─── PROVIDED RECORDS ───
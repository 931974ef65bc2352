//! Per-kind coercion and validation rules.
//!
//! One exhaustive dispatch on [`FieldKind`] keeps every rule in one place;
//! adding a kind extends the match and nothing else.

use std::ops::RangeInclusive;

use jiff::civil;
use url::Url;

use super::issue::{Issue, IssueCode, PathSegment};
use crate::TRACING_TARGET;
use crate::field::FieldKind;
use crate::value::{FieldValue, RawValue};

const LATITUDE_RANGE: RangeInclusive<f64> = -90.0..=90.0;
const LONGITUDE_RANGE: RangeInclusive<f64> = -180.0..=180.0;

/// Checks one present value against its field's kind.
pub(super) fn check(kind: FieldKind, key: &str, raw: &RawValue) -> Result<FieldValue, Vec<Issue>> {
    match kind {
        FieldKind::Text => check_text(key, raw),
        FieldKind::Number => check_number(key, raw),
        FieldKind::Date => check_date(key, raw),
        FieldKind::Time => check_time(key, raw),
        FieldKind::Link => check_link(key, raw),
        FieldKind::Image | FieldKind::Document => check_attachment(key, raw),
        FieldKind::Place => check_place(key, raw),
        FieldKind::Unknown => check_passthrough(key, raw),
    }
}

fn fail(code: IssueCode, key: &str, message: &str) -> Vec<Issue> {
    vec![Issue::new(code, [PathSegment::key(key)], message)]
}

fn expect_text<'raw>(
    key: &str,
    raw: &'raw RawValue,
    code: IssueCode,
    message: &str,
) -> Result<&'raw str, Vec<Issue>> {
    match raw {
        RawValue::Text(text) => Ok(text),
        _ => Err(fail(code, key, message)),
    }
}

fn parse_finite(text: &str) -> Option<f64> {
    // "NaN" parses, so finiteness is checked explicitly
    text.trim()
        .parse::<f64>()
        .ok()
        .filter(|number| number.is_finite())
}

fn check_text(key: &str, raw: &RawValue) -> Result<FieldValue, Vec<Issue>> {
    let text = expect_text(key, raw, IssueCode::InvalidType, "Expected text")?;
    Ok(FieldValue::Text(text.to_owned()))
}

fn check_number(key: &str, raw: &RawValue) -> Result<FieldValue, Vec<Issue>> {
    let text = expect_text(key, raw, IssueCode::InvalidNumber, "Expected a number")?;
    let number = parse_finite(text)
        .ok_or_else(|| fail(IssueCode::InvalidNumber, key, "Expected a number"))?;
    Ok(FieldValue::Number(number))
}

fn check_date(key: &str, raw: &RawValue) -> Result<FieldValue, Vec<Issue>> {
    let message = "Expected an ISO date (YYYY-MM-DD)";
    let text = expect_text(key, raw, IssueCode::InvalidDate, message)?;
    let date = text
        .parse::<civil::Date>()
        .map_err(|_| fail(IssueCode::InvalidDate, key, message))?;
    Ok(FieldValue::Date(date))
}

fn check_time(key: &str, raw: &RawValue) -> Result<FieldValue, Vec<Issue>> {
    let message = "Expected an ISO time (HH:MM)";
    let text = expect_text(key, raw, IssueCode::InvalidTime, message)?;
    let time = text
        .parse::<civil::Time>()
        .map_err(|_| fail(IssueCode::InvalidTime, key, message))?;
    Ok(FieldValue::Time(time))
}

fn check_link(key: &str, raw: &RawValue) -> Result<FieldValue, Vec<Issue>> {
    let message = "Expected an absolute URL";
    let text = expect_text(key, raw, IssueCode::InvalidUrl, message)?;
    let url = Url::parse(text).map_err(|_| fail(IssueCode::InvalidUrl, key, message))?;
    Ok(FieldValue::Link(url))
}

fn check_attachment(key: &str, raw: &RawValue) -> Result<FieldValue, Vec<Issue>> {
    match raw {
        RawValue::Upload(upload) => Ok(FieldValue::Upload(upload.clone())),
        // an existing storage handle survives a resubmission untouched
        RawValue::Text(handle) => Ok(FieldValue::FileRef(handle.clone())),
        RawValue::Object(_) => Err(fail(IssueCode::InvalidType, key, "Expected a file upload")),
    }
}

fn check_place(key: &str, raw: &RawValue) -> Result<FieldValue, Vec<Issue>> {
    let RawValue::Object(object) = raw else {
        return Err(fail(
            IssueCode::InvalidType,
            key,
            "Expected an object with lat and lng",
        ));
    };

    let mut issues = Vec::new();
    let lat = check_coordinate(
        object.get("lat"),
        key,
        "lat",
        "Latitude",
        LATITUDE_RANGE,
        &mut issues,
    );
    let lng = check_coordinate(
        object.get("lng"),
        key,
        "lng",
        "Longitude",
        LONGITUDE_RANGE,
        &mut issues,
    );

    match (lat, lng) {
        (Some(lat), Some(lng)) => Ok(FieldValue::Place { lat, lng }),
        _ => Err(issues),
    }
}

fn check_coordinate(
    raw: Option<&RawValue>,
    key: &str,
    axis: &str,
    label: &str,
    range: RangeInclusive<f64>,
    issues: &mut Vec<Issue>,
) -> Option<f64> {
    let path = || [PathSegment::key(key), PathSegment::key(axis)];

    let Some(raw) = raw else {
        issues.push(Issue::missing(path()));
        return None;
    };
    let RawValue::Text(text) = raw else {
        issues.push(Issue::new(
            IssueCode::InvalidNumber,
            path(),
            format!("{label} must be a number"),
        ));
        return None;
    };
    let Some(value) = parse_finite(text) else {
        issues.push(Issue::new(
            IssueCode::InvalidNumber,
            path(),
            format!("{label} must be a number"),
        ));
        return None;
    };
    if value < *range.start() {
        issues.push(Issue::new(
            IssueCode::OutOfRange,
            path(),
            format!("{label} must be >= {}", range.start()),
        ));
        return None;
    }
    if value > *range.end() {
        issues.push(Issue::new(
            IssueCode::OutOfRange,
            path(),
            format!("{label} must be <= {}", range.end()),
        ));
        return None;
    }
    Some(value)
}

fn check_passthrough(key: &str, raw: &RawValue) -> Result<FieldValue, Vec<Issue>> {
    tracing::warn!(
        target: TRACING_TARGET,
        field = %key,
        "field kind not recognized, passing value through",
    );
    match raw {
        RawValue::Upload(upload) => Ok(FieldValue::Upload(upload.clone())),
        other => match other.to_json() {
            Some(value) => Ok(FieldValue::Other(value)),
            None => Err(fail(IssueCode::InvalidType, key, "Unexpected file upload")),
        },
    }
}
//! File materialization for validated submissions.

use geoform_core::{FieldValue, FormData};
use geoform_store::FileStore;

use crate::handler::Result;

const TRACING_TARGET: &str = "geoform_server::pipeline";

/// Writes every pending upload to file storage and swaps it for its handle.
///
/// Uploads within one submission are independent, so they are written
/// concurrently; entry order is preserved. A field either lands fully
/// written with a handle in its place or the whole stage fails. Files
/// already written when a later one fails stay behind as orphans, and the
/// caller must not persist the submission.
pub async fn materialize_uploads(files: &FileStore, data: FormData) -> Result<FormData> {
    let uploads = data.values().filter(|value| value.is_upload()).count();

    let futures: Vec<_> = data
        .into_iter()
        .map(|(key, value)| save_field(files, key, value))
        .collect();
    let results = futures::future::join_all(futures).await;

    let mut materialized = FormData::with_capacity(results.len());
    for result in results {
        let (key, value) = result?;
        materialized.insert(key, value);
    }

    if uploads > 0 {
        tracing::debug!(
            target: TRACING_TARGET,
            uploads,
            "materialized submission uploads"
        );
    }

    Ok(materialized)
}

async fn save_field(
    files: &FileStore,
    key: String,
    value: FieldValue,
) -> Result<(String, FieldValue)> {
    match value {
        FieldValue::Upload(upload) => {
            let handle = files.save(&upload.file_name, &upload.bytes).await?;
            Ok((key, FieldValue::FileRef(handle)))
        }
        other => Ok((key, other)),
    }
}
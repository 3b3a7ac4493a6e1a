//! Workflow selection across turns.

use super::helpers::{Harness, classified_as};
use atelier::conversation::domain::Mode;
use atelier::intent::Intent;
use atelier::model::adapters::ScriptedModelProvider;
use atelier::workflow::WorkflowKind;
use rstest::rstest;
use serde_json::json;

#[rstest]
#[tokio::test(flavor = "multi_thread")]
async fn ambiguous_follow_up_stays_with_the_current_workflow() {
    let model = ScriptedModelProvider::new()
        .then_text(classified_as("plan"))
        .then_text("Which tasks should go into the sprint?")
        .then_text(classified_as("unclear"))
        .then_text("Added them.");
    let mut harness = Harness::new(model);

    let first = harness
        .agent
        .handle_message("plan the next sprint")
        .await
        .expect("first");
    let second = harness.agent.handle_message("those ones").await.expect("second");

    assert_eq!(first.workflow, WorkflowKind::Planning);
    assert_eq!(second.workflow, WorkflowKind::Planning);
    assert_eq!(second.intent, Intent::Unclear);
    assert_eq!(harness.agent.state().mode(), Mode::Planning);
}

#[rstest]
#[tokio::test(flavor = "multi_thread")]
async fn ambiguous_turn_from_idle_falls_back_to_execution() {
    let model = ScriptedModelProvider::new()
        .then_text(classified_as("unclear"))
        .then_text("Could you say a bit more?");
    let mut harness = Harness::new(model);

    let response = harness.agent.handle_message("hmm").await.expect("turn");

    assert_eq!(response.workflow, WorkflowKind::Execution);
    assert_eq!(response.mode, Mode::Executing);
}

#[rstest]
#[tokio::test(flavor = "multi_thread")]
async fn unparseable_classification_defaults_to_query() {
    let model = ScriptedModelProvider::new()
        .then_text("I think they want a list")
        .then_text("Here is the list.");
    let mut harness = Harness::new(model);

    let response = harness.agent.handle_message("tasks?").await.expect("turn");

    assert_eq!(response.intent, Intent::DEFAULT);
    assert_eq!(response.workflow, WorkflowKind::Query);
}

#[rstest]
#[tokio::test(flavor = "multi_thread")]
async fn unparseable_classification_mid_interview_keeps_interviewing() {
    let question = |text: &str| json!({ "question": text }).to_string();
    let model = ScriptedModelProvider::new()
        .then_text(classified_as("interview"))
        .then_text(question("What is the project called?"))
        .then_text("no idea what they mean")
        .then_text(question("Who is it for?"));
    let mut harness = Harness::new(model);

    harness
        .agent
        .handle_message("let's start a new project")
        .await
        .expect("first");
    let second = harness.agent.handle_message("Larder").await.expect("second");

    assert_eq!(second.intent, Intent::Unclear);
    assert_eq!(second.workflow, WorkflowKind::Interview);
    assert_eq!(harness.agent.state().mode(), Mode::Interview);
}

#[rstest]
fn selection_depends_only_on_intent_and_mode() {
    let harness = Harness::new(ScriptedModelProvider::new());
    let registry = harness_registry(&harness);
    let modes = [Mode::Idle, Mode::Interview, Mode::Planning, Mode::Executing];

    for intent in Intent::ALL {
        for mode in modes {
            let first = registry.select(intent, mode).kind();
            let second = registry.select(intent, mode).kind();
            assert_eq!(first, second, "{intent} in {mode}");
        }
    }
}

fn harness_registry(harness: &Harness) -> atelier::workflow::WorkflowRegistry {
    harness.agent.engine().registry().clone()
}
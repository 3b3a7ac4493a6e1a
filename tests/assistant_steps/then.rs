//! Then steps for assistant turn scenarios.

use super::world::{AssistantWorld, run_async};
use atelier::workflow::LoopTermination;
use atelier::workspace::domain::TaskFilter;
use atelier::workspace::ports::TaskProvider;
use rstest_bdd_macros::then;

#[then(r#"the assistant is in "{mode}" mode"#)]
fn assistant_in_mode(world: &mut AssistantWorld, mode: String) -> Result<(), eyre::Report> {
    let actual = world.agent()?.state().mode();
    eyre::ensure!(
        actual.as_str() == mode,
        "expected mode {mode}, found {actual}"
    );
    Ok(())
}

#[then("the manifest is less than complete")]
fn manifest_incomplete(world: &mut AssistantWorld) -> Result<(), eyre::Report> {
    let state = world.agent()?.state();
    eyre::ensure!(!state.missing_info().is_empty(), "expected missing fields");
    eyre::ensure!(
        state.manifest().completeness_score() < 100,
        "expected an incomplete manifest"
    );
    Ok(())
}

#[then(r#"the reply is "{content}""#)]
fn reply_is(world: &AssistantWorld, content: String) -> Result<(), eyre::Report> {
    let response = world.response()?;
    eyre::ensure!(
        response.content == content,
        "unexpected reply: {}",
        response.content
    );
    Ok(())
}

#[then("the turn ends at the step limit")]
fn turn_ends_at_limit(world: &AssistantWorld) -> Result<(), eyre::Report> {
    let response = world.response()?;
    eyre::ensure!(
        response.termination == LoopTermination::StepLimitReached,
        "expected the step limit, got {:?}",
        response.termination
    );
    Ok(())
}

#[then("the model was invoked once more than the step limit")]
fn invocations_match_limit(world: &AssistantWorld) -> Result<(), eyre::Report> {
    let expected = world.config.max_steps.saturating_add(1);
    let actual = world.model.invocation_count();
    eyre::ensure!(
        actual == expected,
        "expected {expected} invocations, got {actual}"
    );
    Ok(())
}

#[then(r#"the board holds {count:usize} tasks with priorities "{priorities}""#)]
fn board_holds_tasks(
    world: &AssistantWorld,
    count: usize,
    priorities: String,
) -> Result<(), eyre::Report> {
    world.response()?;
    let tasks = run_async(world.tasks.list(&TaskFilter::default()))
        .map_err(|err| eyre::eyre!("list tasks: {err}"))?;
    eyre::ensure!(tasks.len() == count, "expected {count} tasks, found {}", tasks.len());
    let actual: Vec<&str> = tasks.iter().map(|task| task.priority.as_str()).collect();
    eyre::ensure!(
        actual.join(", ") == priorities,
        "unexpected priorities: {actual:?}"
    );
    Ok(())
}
───
TASK PROMPT —
Pull every line containing the word "first" out of the listing.

TASK RESULT —
    let first = harness
        .expect("first");
    assert_eq!(first.workflow, WorkflowKind::Planning);
        .expect("first");
            let first = registry.select(intent, mode).kind();
            assert_eq!(first, second, "{intent} in {mode}");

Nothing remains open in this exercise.